Are there any local phrases where you live? You may not even be aware of them! That’s the thing with regional terminology. Last month I shared with you my first post about the words of Northern Ireland: How Till Spake Norn Iron Like The Locals. As promised, this month I’m sharing with you some unique Northern Ireland food slang, and you’ll see just how confusing it can be for a visitor.
1) Jammie does not mean covered in jam (although you can buy Jammie Dodger biscuits). Jammie means lucky. “Niall is one jammie lad, he just won the lotto!”
2) Biscuits are not for the dogs! Biscuits are cookies, “Would you like a chocolate biscuit with your tae?”
3) Tae, then, means tea. “Do you take sugar in your tae?”
4) Which brings us to tea time. This is not an afternoon cup of tea, but rather means dinner. It’s your main evening meal around 5:00-6:00 pm. “Why are the streets so quiet?” “Why, everyone’s gone home for thar tae”
5) Supper is not the main evening meal. You’ll be in for a big surprise if you go to an evening meeting that advertises that supper is included. You’ll arrive hungry, only to find that supper is a cup of tae and a biscuit!
6) Bun.
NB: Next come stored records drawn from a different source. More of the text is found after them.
use crate::domain::{Goal, GoalDraft, GoalPatch, GoalTimeframe, GoalType, Milestone, MilestonePatch};
use crate::util::date;
use chrono::{DateTime, Local, NaiveDate};
use serde::{Deserialize, Serialize};
use tracing::{debug, info};
use uuid::Uuid;

/// Owns every goal and the milestones embedded in them
#[derive(Debug, Clone, Default, Serialize, Deserialize)]
pub struct GoalStore {
    goals: Vec<Goal>,
    #[serde(skip)]
    needs_save: bool,
}

impl GoalStore {
    pub fn new() -> Self {
        Self::default()
    }

    pub fn from_goals(goals: Vec<Goal>) -> Self {
        Self {
            goals,
            needs_save: false,
        }
    }

    pub fn needs_save(&self) -> bool {
        self.needs_save
    }

    pub fn mark_saved(&mut self) {
        self.needs_save = false;
    }

    fn goal_mut(&mut self, id: Uuid, op: &'static str) -> Option<&mut Goal> {
        let goal = self.goals.iter_mut().find(|g| g.id == id);
        if goal.is_none() {
            debug!(goal_id = %id, op, "unknown goal, ignoring");
        }
        goal
    }

    fn modify<R>(
        &mut self,
        id: Uuid,
        op: &'static str,
        f: impl FnOnce(&mut Goal, DateTime<Local>) -> R,
    ) -> Option<R> {
        let goal = self.goal_mut(id, op)?;
        let result = f(goal, Local::now());
        self.needs_save = true;
        Some(result)
    }

    pub fn add(&mut self, draft: GoalDraft) -> Uuid {
        let goal = Goal::from_draft(draft, Local::now());
        let id = goal.id;
        debug!(goal_id = %id, goal_type = goal.goal_type.name(), "goal added");
        self.goals.push(goal);
        self.needs_save = true;
        id
    }

    pub fn update(&mut self, id: Uuid, patch: GoalPatch) -> bool {
        self.modify(id, "update", |goal, now| goal.apply(patch, now))
            .is_some()
    }

    /// Tasks linked to a deleted goal keep their (now dangling) reference
    pub fn delete(&mut self, id: Uuid) -> bool {
        let before = self.goals.len();
        self.goals.retain(|g| g.id != id);
        if self.goals.len() == before {
            debug!(goal_id = %id, op = "delete", "unknown goal, ignoring");
            return false;
        }
        self.needs_save = true;
        true
    }

    pub fn archive(&mut self, id: Uuid) -> bool {
        self.set_archived(id, true)
    }

    pub fn unarchive(&mut self, id: Uuid) -> bool {
        self.set_archived(id, false)
    }

    fn set_archived(&mut self, id: Uuid, archived: bool) -> bool {
        self.modify(id, "set_archived", |goal, now| {
            goal.archived = archived;
            goal.updated_at = now;
        })
        .is_some()
    }

    /// Add `delta` to a goal's progress. The result never drops below zero
    /// and may exceed the target.
    pub fn adjust_progress(&mut self, id: Uuid, delta: f64) -> bool {
        self.modify(id, "adjust_progress", |goal, now| {
            let was_reached = goal.is_target_reached();
            goal.adjust_progress(delta, now);
            if !was_reached && goal.is_target_reached() {
                info!(goal_id = %goal.id, current = goal.current, target = goal.target, "goal target reached");
            }
        })
        .is_some()
    }

    /// Overwrite the progress value, floored at zero
    pub fn set_progress(&mut self, id: Uuid, value: f64) -> bool {
        self.modify(id, "set_progress", |goal, now| {
            goal.current = 0.0;
            goal.adjust_progress(value, now);
        })
        .is_some()
    }

    pub fn reset_progress(&mut self, id: Uuid) -> bool {
        self.set_progress(id, 0.0)
    }

    /// Append a milestone to a goal. `None` when the goal does not exist.
    pub fn add_milestone(
        &mut self,
        goal_id: Uuid,
        title: impl Into<String>,
        due_date: Option<NaiveDate>,
    ) -> Option<Uuid> {
        let title = title.into();
        self.modify(goal_id, "add_milestone", |goal, now| {
            let milestone = Milestone::new(title, due_date, now);
            let id = milestone.id;
            goal.milestones.push(milestone);
            goal.updated_at = now;
            id
        })
    }

    pub fn update_milestone(&mut self, goal_id: Uuid, milestone_id: Uuid, patch: MilestonePatch) -> bool {
        self.modify_milestone(goal_id, milestone_id, "update_milestone", |milestone| {
            if let Some(title) = patch.title {
                milestone.title = title;
            }
            if let Some(completed) = patch.completed {
                milestone.completed = completed;
            }
            if let Some(due_date) = patch.due_date {
                milestone.due_date = due_date;
            }
        })
    }

    pub fn toggle_milestone(&mut self, goal_id: Uuid, milestone_id: Uuid) -> bool {
        self.modify_milestone(goal_id, milestone_id, "toggle_milestone", |milestone| {
            milestone.completed = !milestone.completed;
        })
    }

    pub fn delete_milestone(&mut self, goal_id: Uuid, milestone_id: Uuid) -> bool {
        let Some(goal) = self.goal_mut(goal_id, "delete_milestone") else {
            return false;
        };
        let before = goal.milestones.len();
        goal.milestones.retain(|m| m.id != milestone_id);
        if goal.milestones.len() == before {
            debug!(%goal_id, %milestone_id, op = "delete_milestone", "unknown milestone, ignoring");
            return false;
        }
        goal.updated_at = Local::now();
        self.needs_save = true;
        true
    }

    /// Only marks the store dirty when the milestone exists
    fn modify_milestone(
        &mut self,
        goal_id: Uuid,
        milestone_id: Uuid,
        op: &'static str,
        f: impl FnOnce(&mut Milestone),
    ) -> bool {
        let Some(goal) = self.goal_mut(goal_id, op) else {
            return false;
        };
        let Some(milestone) = goal.milestone_mut(milestone_id) else {
            debug!(%goal_id, %milestone_id, op, "unknown milestone, ignoring");
            return false;
        };
        f(milestone);
        goal.updated_at = Local::now();
        self.needs_save = true;
        true
    }

    pub fn all(&self) -> &[Goal] {
        &self.goals
    }

    pub fn get(&self, id: Uuid) -> Option<&Goal> {
        self.goals.iter().find(|g| g.id == id)
    }

    pub fn active_as_of(&self, today: NaiveDate) -> Vec<&Goal> {
        self.goals.iter().filter(|g| g.is_active_as_of(today)).collect()
    }

    pub fn active(&self) -> Vec<&Goal> {
        self.active_as_of(date::today())
    }

    pub fn completed(&self) -> Vec<&Goal> {
        self.goals.iter().filter(|g| g.is_completed()).collect()
    }

    pub fn archived(&self) -> Vec<&Goal> {
        self.goals.iter().filter(|g| g.archived).collect()
    }

    pub fn overdue_as_of(&self, today: NaiveDate) -> Vec<&Goal> {
        self.goals.iter().filter(|g| g.is_overdue_as_of(today)).collect()
    }

    pub fn overdue(&self) -> Vec<&Goal> {
        self.overdue_as_of(date::today())
    }

    pub fn by_timeframe(&self, timeframe: GoalTimeframe) -> Vec<&Goal> {
        self.goals.iter().filter(|g| g.timeframe == timeframe).collect()
    }

    pub fn by_type(&self, goal_type: GoalType) -> Vec<&Goal> {
        self.goals.iter().filter(|g| g.goal_type == goal_type).collect()
    }

    /// Case-insensitive search over title, description and milestone titles
    pub fn search(&self, query: &str) -> Vec<&Goal> {
        let needle = query.to_lowercase();
        self.goals.iter().filter(|g| g.matches(&needle)).collect()
    }

    pub fn progress(&self, id: Uuid) -> Option<f64> {
        self.get(id).map(|g| g.current)
    }

    /// 0 to 100; 0 for an unknown goal or a zero target
    pub fn completion_percentage(&self, id: Uuid) -> f64 {
        self.get(id).map_or(0.0, Goal::completion_percentage)
    }

    pub fn days_remaining(&self, id: Uuid, today: NaiveDate) -> Option<i64> {
        self.get(id).map(|g| g.days_remaining(today))
    }
}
I grew up thinking a bun was like a miniature loaf of bread; a dinner roll. Over here a bun is a sweet treat like a cupcake, brownie, fifteen, etc. “Would you like a bun to go with yer afternoon tae?”
7) Bap. A bap is a bread roll. One of the most famous would be the Belfast Bap. So I have to remember when I visit the bakery to ask for a cheese bap, or a floured bap, rather than a bun, or I’ll end up with something sweet rather than savoury.
8) Poke. When the poke truck plays its music kids know a Poke is nearby. A Poke is a small soft-serve vanilla ice cream in a cone. (add a snack-size Flake chocolate bar to it and it’s a 99). Note, however, that the original term of poke means bag, so refers to the cone itself, but has come to mean the whole thing over time. (And don’t go looking this term up – it means some non-child-friendly things in other contexts; but here in Norn Iron a poke is an ice cream cone)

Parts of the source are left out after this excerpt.